The problem:
What lines below include the string "stmt"? Pick them out and copy them.

[Dataset entries]
impl Store for SqliteStore {
    fn add_owner(&self, owner: &Owner) -> Result<()> {
        let conn = self.lock()?;
        conn.execute(
            "INSERT OR IGNORE INTO owners (id, name, locked, created_at) VALUES (?1, ?2, ?3, ?4)",
            params![owner.id, owner.name, owner.locked, format_datetime(&Utc::now())],
        )?;
        Ok(())
    }

    fn get_owner(&self, id: &str) -> Result<Option<Owner>> {
        let conn = self.lock()?;
        let owner = conn
            .query_row(
                "SELECT id, name, locked FROM owners WHERE id = ?1",
                params![id],
                |row| {
                    Ok(Owner {
                        id: row.get(0)?,
                        name: row.get(1)?,
                        locked: row.get(2)?,
                    })
                },
            )
            .optional()?;
        Ok(owner)
    }

    fn set_owner_locked(&self, id: &str, locked: bool) -> Result<()> {
        let conn = self.lock()?;
        conn.execute("UPDATE owners SET locked = ?2 WHERE id = ?1", params![id, locked])?;
        Ok(())
    }

    fn add_repository(&self, repository: &Repository) -> Result<()> {
        let mut conn = self.lock()?;
        let tx = conn.transaction()?;

        tx.execute(
            "INSERT INTO repositories (id, owner_id, title, refresh_expression, retention_max_items,
                                       retention_max_age_days, plugins, archived, disabled_from,
                                       next_harvest_at, last_updated_at, harvest_state,
                                       failure_count, created_at)
             VALUES (?1, ?2, ?3, ?4, ?5, ?6, ?7, ?8, ?9, ?10, ?11, ?12, ?13, ?14)",
            params![
                repository.id,
                repository.owner_id,
                repository.title,
                repository.refresh_expression,
                repository.retention.max_items,
                repository.retention.max_age_days,
                serde_json::to_string(&repository.plugins)?,
                repository.archived,
                repository.disabled_from.as_ref().map(format_datetime),
                repository.next_harvest_at.as_ref().map(format_datetime),
                format_datetime(&repository.last_updated_at),
                repository.harvest_state.as_str(),
                repository.failure_count,
                format_datetime(&repository.created_at),
            ],
        )?;
        for source in &repository.sources {
            Self::insert_source(&tx, source)?;
        }

        tx.commit()?;
        Ok(())
    }

    fn get_repository(&self, id: &str) -> Result<Option<Repository>> {
        let conn = self.lock()?;
        let repositories = Self::load_repositories(
            &conn,
            &format!("SELECT {} FROM repositories WHERE id = ?1", REPOSITORY_COLUMNS),
            params![id],
        )?;
        Ok(repositories.into_iter().next())
    }

    fn get_all_repositories(&self) -> Result<Vec<Repository>> {
        let conn = self.lock()?;
        Self::load_repositories(
            &conn,
            &format!(
                "SELECT {} FROM repositories ORDER BY title COLLATE NOCASE, created_at",
                REPOSITORY_COLUMNS
            ),
            [],
        )
    }

    fn set_repository_archived(&self, id: &str, archived: bool) -> Result<()> {
        let conn = self.lock()?;
        let changed = conn.execute(
            "UPDATE repositories SET archived = ?2 WHERE id = ?1",
            params![id, archived],
        )?;
        if changed == 0 {
            return Err(GleanerError::RepositoryNotFound(id.to_string()));
        }
        Ok(())
    }

    fn add_source(&self, source: &Source) -> Result<()> {
        let conn = self.lock()?;
        let exists: bool = conn.query_row(
            "SELECT EXISTS(SELECT 1 FROM repositories WHERE id = ?1)",
            params![source.repository_id],
            |row| row.get(0),
        )?;
        if !exists {
            return Err(GleanerError::RepositoryNotFound(source.repository_id.clone()));
        }
        Self::insert_source(&conn, source)
    }

    fn get_sources(&self, repository_id: &str) -> Result<Vec<Source>> {
        let conn = self.lock()?;
        Self::load_sources(&conn, repository_id)
    }

    fn count_active_sources(&self, owner_id: &str) -> Result<usize> {
        let conn = self.lock()?;
        let count: i64 = conn.query_row(
            "SELECT COUNT(*) FROM sources s JOIN repositories r ON r.id = s.repository_id
             WHERE r.owner_id = ?1 AND r.archived = 0",
            params![owner_id],
            |row| row.get(0),
        )?;
        Ok(count as usize)
    }

    fn mark_source_erroneous(&self, source_id: &str, message: &str) -> Result<()> {
        let conn = self.lock()?;
        conn.execute(
            "UPDATE sources SET erroneous = 1, last_error_message = ?2, last_run_at = ?3 WHERE id = ?1",
            params![source_id, message, format_datetime(&Utc::now())],
        )?;
        Ok(())
    }

    fn clear_source_error(&self, source_id: &str) -> Result<()> {
        let conn = self.lock()?;
        conn.execute(
            "UPDATE sources SET erroneous = 0, last_error_message = NULL, last_run_at = ?2 WHERE id = ?1",
            params![source_id, format_datetime(&Utc::now())],
        )?;
        Ok(())
    }

    fn find_due_repositories(&self, now: DateTime<Utc>, limit: usize) -> Result<Vec<Repository>> {
        let conn = self.lock()?;
        let columns = REPOSITORY_COLUMNS
            .split(',')
            .map(|c| format!("r.{}", c.trim()))
            .collect::<Vec<_>>()
            .join(", ");
        Self::load_repositories(
            &conn,
            &format!(
                "SELECT {} FROM repositories r JOIN owners o ON o.id = r.owner_id
                 WHERE r.archived = 0
                   AND o.locked = 0
                   AND r.refresh_expression != ''
                   AND r.harvest_state = 'idle'
                   AND (r.disabled_from IS NULL OR r.disabled_from > ?1)
                   AND (r.next_harvest_at IS NULL OR r.next_harvest_at <= ?1)
                 ORDER BY r.last_updated_at ASC, r.created_at ASC
                 LIMIT ?2",
                columns
            ),
            params![format_datetime(&now), limit as i64],
        )
    }

    fn claim_repository(&self, id: &str) -> Result<bool> {
        let conn = self.lock()?;
        let changed = conn.execute(
            "UPDATE repositories SET harvest_state = 'running' WHERE id = ?1 AND harvest_state = 'idle'",
            params![id],
        )?;
        Ok(changed == 1)
    }

    fn reset_running_repositories(&self) -> Result<usize> {
        let conn = self.lock()?;
        let changed = conn.execute(
            "UPDATE repositories SET harvest_state = 'idle' WHERE harvest_state = 'running'",
            [],
        )?;
        Ok(changed)
    }

    fn update_schedule(&self, id: &str, update: &ScheduleUpdate) -> Result<()> {
        let conn = self.lock()?;
        conn.execute(
            "UPDATE repositories SET
                next_harvest_at = ?2,
                failure_count = ?3,
                last_updated_at = COALESCE(?4, last_updated_at),
                harvest_state = 'idle'
             WHERE id = ?1",
            params![
                id,
                format_datetime(&update.next_harvest_at),
                update.failure_count,
                update.last_updated_at.as_ref().map(format_datetime),
            ],
        )?;
        Ok(())
    }

    fn upsert_document(&self, document: &Document) -> Result<UpsertOutcome> {
        let mut conn = self.lock()?;
        let tx = conn.transaction()?;

        let exists: bool = tx.query_row(
            "SELECT EXISTS(SELECT 1 FROM documents WHERE repository_id = ?1 AND url = ?2)",
            params![document.repository_id, document.url],
            |row| row.get(0),
        )?;

        tx.execute(
            "INSERT INTO documents (id, repository_id, url, alias_url, title, content_text,
                                    content_raw, content_raw_mime, image_url, tags, status,
                                    published_at, created_at, updated_at)
             VALUES (?1, ?2, ?3, ?4, ?5, ?6, ?7, ?8, ?9, ?10, ?11, ?12, ?13, ?14)
             ON CONFLICT (repository_id, url) DO UPDATE SET
                alias_url = excluded.alias_url,
                title = excluded.title,
                content_text = excluded.content_text,
                content_raw = excluded.content_raw,
                content_raw_mime = excluded.content_raw_mime,
                image_url = excluded.image_url,
                tags = excluded.tags,
                published_at = CASE WHEN ?15 THEN excluded.published_at ELSE published_at END,
                updated_at = excluded.updated_at",
            params![
                document.id,
                document.repository_id,
                document.url,
                document.alias_url,
                document.title,
                document.content_text,
                document.content_raw,
                document.content_raw_mime,
                document.image_url,
                serde_json::to_string(&document.tags)?,
                document.status.as_str(),
                format_datetime(&document.published_at),
                format_datetime(&document.created_at),
                format_datetime(&document.updated_at),
                document.dated,
            ],
        )?;

        tx.commit()?;
        Ok(if exists {
            UpsertOutcome::Updated
        } else {
            UpsertOutcome::Inserted
        })
    }

    fn get_document_by_url(&self, repository_id: &str, url: &str) -> Result<Option<Document>> {
        let conn = self.lock()?;
        let document = conn
            .query_row(
                &format!(
                    "SELECT {} FROM documents WHERE repository_id = ?1 AND url = ?2",
                    DOCUMENT_COLUMNS
                ),
                params![repository_id, url],
                document_from_row,
            )
            .optional()?;
        Ok(document)
    }

    fn get_documents(&self, repository_id: &str) -> Result<Vec<Document>> {
        let conn = self.lock()?;
        let mut stmt = conn.prepare(&format!(
            "SELECT {} FROM documents WHERE repository_id = ?1
             ORDER BY published_at DESC, created_at DESC",
            DOCUMENT_COLUMNS
        ))?;
        let documents = stmt
            .query_map(params![repository_id], document_from_row)?
            .collect::<std::result::Result<Vec<_>, _>>()?;
        Ok(documents)
    }

    fn delete_documents(&self, repository_id: &str, predicate: DocumentPredicate) -> Result<usize> {
        let conn = self.lock()?;
        let deleted = match predicate {
            DocumentPredicate::ReleasedBeyondNewest(keep) => conn.execute(
                "DELETE FROM documents
                 WHERE repository_id = ?1 AND status = 'released'
                   AND id NOT IN (
                       SELECT id FROM documents
                       WHERE repository_id = ?1 AND status = 'released'
                       ORDER BY published_at DESC, created_at DESC
                       LIMIT ?2)",
                params![repository_id, keep],
            )?,
            DocumentPredicate::ReleasedOlderThan(cutoff) => conn.execute(
                "DELETE FROM documents
                 WHERE repository_id = ?1 AND status = 'released' AND published_at < ?2",
                params![repository_id, format_datetime(&cutoff)],
            )?,
        };
        Ok(deleted)
    }
}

Final answer:
        let mut stmt = conn.prepare(&format!(
        let documents = stmt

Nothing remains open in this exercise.